In the southwest, large majorities of new voters in Greene, Fayette, Washington, and Westmoreland Counties have registered as Republicans. The same is true in the northeast, where large majorities of newly registered voters in Luzerne and Lackawanna Counties have registered Republican.
So there is a significant movement to Republicans among voters who live in areas well known for having a lot of "Reagan Democrats." These are Trump voters nationally, and they are likely to be Trump voters in Tuesday's Pennsylvania primary.
But these shifts in a few counties probably do not mean the Republican Party is substantially better positioned to win state-wide in November. That's because even after all this shuffling around, there are still about one million more registered Democrats than registered Republicans in the state.
And that matters.
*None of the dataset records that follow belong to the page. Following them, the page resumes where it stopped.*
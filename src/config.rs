//! User preferences
//!
//! Stored in ~/.config/playlist-along/config.json. Every field is optional in
//! the file; command-line flags take precedence over what is stored here.

use anyhow::{Context, Result};
use serde::{Deserialize, Serialize};
use std::fs;
use std::path::{Path, PathBuf};
use tracing::debug;

use crate::generate::SortMode;

/// Persistent defaults for playlist commands
#[derive(Debug, Clone, PartialEq, Eq, Serialize, Deserialize)]
#[serde(default)]
pub struct Config {
    /// Inserted before the extension when a conversion would overwrite its source
    pub rename_suffix: String,
    /// Playlists at or below this size are not injected
    pub min_inject_bytes: u64,
    /// Sort order for `create` when no sort flag is given
    pub default_sort: SortMode,
    /// Generate extended playlists without `--ext-m3u`
    pub extended: bool,
    /// Read real track durations for `#EXTINF` lines
    pub read_durations: bool,
}

impl Default for Config {
    fn default() -> Self {
        Self {
            rename_suffix: "_vlc".to_string(),
            min_inject_bytes: 4,
            default_sort: SortMode::Default,
            extended: false,
            read_durations: true,
        }
    }
}

impl Config {
    /// Load the config from `path`, or from the default location
    pub fn load(path: Option<&Path>) -> Result<Self> {
        let path = match path {
            Some(path) => path.to_path_buf(),
            None => match Self::config_path() {
                Some(path) => path,
                None => {
                    debug!("No config directory on this platform, using defaults");
                    return Ok(Self::default());
                }
            },
        };

        if !path.exists() {
            debug!("No config found at {}, using defaults", path.display());
            return Ok(Self::default());
        }

        let contents = fs::read_to_string(&path)
            .with_context(|| format!("Failed to read config from {:?}", path))?;

        let config: Self = serde_json::from_str(&contents)
            .with_context(|| format!("Failed to parse config {:?}", path))?;

        debug!("Loaded config from {}", path.display());
        Ok(config)
    }

    /// Get the config file path
    fn config_path() -> Option<PathBuf> {
        dirs::config_dir().map(|dir| dir.join("playlist-along").join("config.json"))
    }
}

#[cfg(test)]
mod tests {
    use super::*;
    use tempfile::TempDir;

    #[test]
    fn test_missing_config_uses_defaults() {
        let dir = TempDir::new().expect("create temp dir");
        let config = Config::load(Some(&dir.path().join("config.json"))).expect("load");
        assert_eq!(config, Config::default());
        assert_eq!(config.rename_suffix, "_vlc");
    }

    #[test]
    fn test_partial_config() {
        let dir = TempDir::new().expect("create temp dir");
        let path = dir.path().join("config.json");
        fs::write(&path, r#"{"default_sort": "natural", "rename_suffix": "_copy"}"#)
            .expect("write config");

        let config = Config::load(Some(&path)).expect("load");
        assert_eq!(config.default_sort, SortMode::Natural);
        assert_eq!(config.rename_suffix, "_copy");
        assert_eq!(config.min_inject_bytes, 4);
        assert!(config.read_durations);
    }

    #[test]
    fn test_invalid_config_fails() {
        let dir = TempDir::new().expect("create temp dir");
        let path = dir.path().join("config.json");
        fs::write(&path, "{ not json").expect("write config");
        assert!(Config::load(Some(&path)).is_err());
    }
}
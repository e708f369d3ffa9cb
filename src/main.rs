mod chat;
mod config;
mod embedding;
mod matcher;
mod store;

use std::io::Write;
use std::time::Duration;

use anyhow::Result;
use chat::{ChatHistory, ChatTurn, QueryError, Reply, Role};
use config::Config;
use embedding::OpenAiEmbedder;
use store::JsonFileStore;

fn init_logging() {
    tracing_subscriber::fmt()
        .with_env_filter(
            tracing_subscriber::EnvFilter::try_from_default_env()
                .unwrap_or_else(|_| tracing_subscriber::EnvFilter::new("faqbot=info")),
        )
        .with_writer(std::io::stderr)
        .init();
}

fn main() -> Result<()> {
    init_logging();

    let config = Config::from_env()?;
    let embedder = OpenAiEmbedder::new(&config.api_base, &config.api_key, &config.model);
    let store = JsonFileStore::new(&config.corpus_path);
    let typing_delay = Duration::from_millis(config.typing_delay_ms);

    println!("FAQ chatbot ready. Ask a question (Ctrl+D to exit).");

    let mut history: ChatHistory = Vec::new();

    loop {
        let mut question = String::new();
        print!("> ");
        std::io::stdout().flush()?;

        if std::io::stdin().read_line(&mut question)? == 0 {
            break; // EOF (Ctrl+D)
        }

        let question = question.trim();
        if question.is_empty() {
            continue;
        }

        history.push(ChatTurn {
            role: Role::User,
            message: question.to_string(),
        });

        print!("Typing...");
        std::io::stdout().flush()?;

        let reply = match chat::answer_query(&embedder, &store, question) {
            Ok(Reply::Answer(text)) => text,
            Ok(Reply::NoMatch) => "Sorry, no suitable answer found.".to_string(),
            Err(QueryError::Embedding(_)) => {
                // Already logged at the embedding boundary. Distinct from the
                // no-match message so failure causes stay distinguishable.
                "Sorry, I couldn't process that question right now.".to_string()
            }
            Err(QueryError::Store(e)) => {
                return Err(anyhow::Error::new(e).context("answer store unavailable"));
            }
        };

        print!("\r         \r");
        print_with_typing(&reply, typing_delay)?;

        history.push(ChatTurn {
            role: Role::Assistant,
            message: reply,
        });
    }

    Ok(())
}

/// Replays a completed reply character by character. Presentation only: the
/// answer is fully computed before the first character is shown.
fn print_with_typing(text: &str, delay: Duration) -> Result<()> {
    if delay.is_zero() {
        println!("{text}\n");
        return Ok(());
    }

    for ch in text.chars() {
        print!("{ch}");
        std::io::stdout().flush()?;
        std::thread::sleep(delay);
    }
    println!("\n");

    Ok(())
}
Today, fewer and fewer voters split their votes between the two parties, which means political party registration is the best way to understand how someone will vote.
The other missing part of the story is that there is no context for what these changes might mean. In fact, the shuffling between the parties we've seen this year has not changed the overall electorate as profoundly as did party switching in previous elections.
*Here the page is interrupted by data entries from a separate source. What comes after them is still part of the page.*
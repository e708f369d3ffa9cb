use ndarray::Array1;
use serde::Deserialize;
use std::fs;
use std::path::PathBuf;
use thiserror::Error;

/// One stored question/answer unit. The embedding is precomputed offline;
/// this program never writes it back.
#[derive(Debug, Clone)]
pub struct AnswerRecord {
    pub answer_text: String,
    pub answer_embedding: Array1<f32>,
}

#[derive(Debug, Error)]
pub enum StoreAccessError {
    #[error("failed to read corpus file {path}: {source}")]
    Read {
        path: PathBuf,
        #[source]
        source: std::io::Error,
    },

    #[error("corpus file {path} is not valid JSON: {source}")]
    Parse {
        path: PathBuf,
        #[source]
        source: serde_json::Error,
    },
}

/// Read-only view over the answer corpus. Records without an embedding are
/// never listed; they cannot participate in matching.
pub trait AnswerStore {
    fn list_records_with_embedding(&self) -> Result<Vec<AnswerRecord>, StoreAccessError>;
}

/// On-disk shape: a JSON array of objects. A missing `answer_embedding`
/// field deserializes to an empty vector and the record is filtered out.
#[derive(Debug, Deserialize)]
struct RawRecord {
    answer_text: String,
    #[serde(default)]
    answer_embedding: Vec<f32>,
}

pub struct JsonFileStore {
    path: PathBuf,
}

impl JsonFileStore {
    pub fn new(path: impl Into<PathBuf>) -> Self {
        JsonFileStore { path: path.into() }
    }
}

impl AnswerStore for JsonFileStore {
    fn list_records_with_embedding(&self) -> Result<Vec<AnswerRecord>, StoreAccessError> {
        let text = fs::read_to_string(&self.path).map_err(|source| StoreAccessError::Read {
            path: self.path.clone(),
            source,
        })?;

        let raw: Vec<RawRecord> =
            serde_json::from_str(&text).map_err(|source| StoreAccessError::Parse {
                path: self.path.clone(),
                source,
            })?;

        Ok(raw
            .into_iter()
            .filter(|record| !record.answer_embedding.is_empty())
            .map(|record| AnswerRecord {
                answer_text: record.answer_text,
                answer_embedding: Array1::from(record.answer_embedding),
            })
            .collect())
    }
}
In 2008, for example, Democrats nearly doubled their voter registration advantage over the Republicans. In November 2007, Democrats had about a 640,000 voter registration advantage. By April 2008, that advantage had stretched to a million voters.
So neither the patterns in the current registration data nor the patterns we've seen compared with previous registration changes provide any evidence that a widespread change in voter alignment is taking place in the state, regardless of the news stories that say otherwise. It just isn't happening.
How could the media and their expert commentators be so mistaken? The answer could be the real "Trump effect": Members of the media were captured by the compelling national storyline about the Trump candidacy. Knowingly or not, they substituted what they knew was happening elsewhere for what they thought might be happening in Pennsylvania. That's a too-common mistake when many of us make quick judgments, particularly about those things that seem to confirm what we think we know.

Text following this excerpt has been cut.